_Task brief_: Check every line below for the word "rules" and show those that hold it.

_Exercise input_:
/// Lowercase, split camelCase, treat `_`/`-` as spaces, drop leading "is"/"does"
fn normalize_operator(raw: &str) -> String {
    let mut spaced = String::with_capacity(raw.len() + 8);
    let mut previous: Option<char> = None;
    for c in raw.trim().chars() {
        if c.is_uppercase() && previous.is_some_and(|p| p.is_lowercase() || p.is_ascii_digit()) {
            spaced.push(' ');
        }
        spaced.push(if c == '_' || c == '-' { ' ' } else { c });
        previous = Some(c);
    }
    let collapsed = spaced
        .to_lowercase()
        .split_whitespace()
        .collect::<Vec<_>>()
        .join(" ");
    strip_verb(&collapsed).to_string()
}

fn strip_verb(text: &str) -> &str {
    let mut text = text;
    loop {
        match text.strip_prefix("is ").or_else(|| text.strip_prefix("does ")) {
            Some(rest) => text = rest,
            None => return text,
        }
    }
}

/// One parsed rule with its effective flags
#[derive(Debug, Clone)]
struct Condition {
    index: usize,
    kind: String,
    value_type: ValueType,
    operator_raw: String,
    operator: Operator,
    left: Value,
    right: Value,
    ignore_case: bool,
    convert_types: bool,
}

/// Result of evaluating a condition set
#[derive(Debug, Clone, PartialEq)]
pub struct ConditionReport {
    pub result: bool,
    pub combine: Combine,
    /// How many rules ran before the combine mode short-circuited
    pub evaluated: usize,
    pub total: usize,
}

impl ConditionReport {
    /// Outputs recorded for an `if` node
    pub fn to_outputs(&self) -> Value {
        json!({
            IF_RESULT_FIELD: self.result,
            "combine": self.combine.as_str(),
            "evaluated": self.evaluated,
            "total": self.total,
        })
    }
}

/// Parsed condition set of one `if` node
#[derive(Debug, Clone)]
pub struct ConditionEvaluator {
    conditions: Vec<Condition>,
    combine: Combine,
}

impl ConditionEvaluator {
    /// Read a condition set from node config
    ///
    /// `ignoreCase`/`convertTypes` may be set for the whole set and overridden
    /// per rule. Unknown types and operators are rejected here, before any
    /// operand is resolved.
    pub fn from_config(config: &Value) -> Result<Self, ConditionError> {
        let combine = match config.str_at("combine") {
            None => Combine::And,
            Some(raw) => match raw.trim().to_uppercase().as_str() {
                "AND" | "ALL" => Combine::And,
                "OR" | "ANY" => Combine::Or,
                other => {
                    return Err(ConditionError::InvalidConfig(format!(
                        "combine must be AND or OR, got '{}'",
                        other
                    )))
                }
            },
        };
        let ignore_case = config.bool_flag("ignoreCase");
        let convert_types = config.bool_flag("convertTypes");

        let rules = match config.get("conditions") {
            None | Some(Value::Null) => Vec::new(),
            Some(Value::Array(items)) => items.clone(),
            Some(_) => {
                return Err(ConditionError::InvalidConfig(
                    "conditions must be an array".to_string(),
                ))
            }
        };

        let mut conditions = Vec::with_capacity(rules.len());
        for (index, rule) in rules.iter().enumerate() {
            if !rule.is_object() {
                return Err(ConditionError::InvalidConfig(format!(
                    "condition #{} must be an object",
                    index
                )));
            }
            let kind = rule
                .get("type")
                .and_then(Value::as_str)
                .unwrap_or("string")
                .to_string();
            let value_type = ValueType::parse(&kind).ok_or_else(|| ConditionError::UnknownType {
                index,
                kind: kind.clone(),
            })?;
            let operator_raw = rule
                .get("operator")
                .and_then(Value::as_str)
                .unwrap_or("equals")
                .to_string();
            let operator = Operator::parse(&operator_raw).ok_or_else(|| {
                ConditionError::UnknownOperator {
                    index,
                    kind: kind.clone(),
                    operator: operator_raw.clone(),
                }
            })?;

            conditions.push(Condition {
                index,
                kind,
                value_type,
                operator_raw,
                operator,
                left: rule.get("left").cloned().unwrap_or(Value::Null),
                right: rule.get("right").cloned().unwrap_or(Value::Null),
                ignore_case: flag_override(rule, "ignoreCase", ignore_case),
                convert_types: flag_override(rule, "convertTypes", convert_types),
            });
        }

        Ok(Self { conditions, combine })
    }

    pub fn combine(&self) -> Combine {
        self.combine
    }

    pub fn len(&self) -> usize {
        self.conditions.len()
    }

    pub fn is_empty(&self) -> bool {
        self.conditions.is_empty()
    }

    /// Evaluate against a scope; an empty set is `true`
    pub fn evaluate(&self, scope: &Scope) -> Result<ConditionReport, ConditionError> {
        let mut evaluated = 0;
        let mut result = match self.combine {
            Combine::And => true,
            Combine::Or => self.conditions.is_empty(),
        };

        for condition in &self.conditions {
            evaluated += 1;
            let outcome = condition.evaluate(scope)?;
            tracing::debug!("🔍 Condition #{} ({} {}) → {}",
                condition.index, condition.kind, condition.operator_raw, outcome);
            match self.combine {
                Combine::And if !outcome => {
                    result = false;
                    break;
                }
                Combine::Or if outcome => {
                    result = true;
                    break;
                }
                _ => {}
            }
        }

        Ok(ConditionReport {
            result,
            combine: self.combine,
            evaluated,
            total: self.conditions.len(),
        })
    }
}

_Exercise output_:
    /// How many rules ran before the combine mode short-circuited
        let rules = match config.get("conditions") {
        let mut conditions = Vec::with_capacity(rules.len());
        for (index, rule) in rules.iter().enumerate() {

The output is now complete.